Records excerpted from a collection:
----

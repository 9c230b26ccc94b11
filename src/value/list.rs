// value/list.rs
// Copyright 2025 Matti Hänninen
//
// Licensed under the Apache License, Version 2.0 (the "License"); you may not
// use this file except in compliance with the License. You may obtain a copy of
// the License at
//
//     http://www.apache.org/licenses/LICENSE-2.0
//
// Unless required by applicable law or agreed to in writing, software
// distributed under the License is distributed on an "AS IS" BASIS, WITHOUT
// WARRANTIES OR CONDITIONS OF ANY KIND, either express or implied. See the
// License for the specific language governing permissions and limitations under
// the License.

//! The persistent singly-linked list.  `conj` prepends, `peek`/`pop` work
//! at the front, and the count rides along so `count` is O(1).

use std::cell::Cell;
use std::rc::Rc;

use crate::value::Value;

#[derive(Clone, Debug)]
pub struct PList {
  node: Option<ListNode>,
  meta: Option<Rc<Value>>,
  hash: Cell<Option<i32>>,
}

#[derive(Clone, Debug)]
struct ListNode {
  first: Value,
  rest: Rc<PList>,
  count: usize,
}

impl PList {
  pub fn empty() -> Self {
    Self {
      node: None,
      meta: None,
      hash: Cell::new(None),
    }
  }

  pub fn cons(first: Value, rest: Rc<PList>) -> Self {
    let count = rest.len() + 1;
    Self {
      node: Some(ListNode { first, rest, count }),
      meta: None,
      hash: Cell::new(None),
    }
  }

  pub fn from_vec(values: Vec<Value>) -> Self {
    let mut list = Self::empty();
    for value in values.into_iter().rev() {
      list = Self::cons(value, Rc::new(list));
    }
    list
  }

  pub fn is_empty(&self) -> bool {
    self.node.is_none()
  }

  pub fn len(&self) -> usize {
    self.node.as_ref().map(|n| n.count).unwrap_or(0)
  }

  pub fn first(&self) -> Option<&Value> {
    self.node.as_ref().map(|n| &n.first)
  }

  pub fn rest(&self) -> Option<&Rc<PList>> {
    self.node.as_ref().map(|n| &n.rest)
  }

  pub fn iter(&self) -> ListIter<'_> {
    ListIter { list: self }
  }

  pub fn meta(&self) -> Option<&Value> {
    self.meta.as_deref()
  }

  pub fn with_meta(&self, meta: Option<Value>) -> Self {
    Self {
      node: self.node.clone(),
      meta: meta.map(Rc::new),
      hash: Cell::new(None),
    }
  }

  pub fn cached_hash(&self) -> Option<i32> {
    self.hash.get()
  }

  pub fn cache_hash(&self, hash: i32) {
    self.hash.set(Some(hash));
  }
}

pub struct ListIter<'a> {
  list: &'a PList,
}

impl<'a> Iterator for ListIter<'a> {
  type Item = &'a Value;

  fn next(&mut self) -> Option<Self::Item> {
    let node = self.list.node.as_ref()?;
    self.list = &node.rest;
    Some(&node.first)
  }
}

#[cfg(test)]
mod tests {
  use super::*;

  #[test]
  fn conj_prepends_and_counts() {
    let l = PList::from_vec(vec![Value::Int(2), Value::Int(3)]);
    let l = PList::cons(Value::Int(1), Rc::new(l));
    assert_eq!(l.len(), 3);
    let collected: Vec<_> = l.iter().cloned().collect();
    assert_eq!(
      collected,
      vec![Value::Int(1), Value::Int(2), Value::Int(3)]
    );
  }

  #[test]
  fn sharing_survives_cons() {
    let tail = Rc::new(PList::from_vec(vec![Value::Int(9)]));
    let a = PList::cons(Value::Int(1), tail.clone());
    let b = PList::cons(Value::Int(2), tail);
    assert_eq!(a.rest().unwrap().len(), 1);
    assert_eq!(b.rest().unwrap().len(), 1);
  }
}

----

• ACTION ITEM
If a line in the entries includes the word "Option", copy that line out.

• ANSWER BOX
  node: Option<ListNode>,
  meta: Option<Rc<Value>>,
  hash: Cell<Option<i32>>,
  pub fn first(&self) -> Option<&Value> {
  pub fn rest(&self) -> Option<&Rc<PList>> {
  pub fn meta(&self) -> Option<&Value> {
  pub fn with_meta(&self, meta: Option<Value>) -> Self {
  pub fn cached_hash(&self) -> Option<i32> {
  fn next(&mut self) -> Option<Self::Item> {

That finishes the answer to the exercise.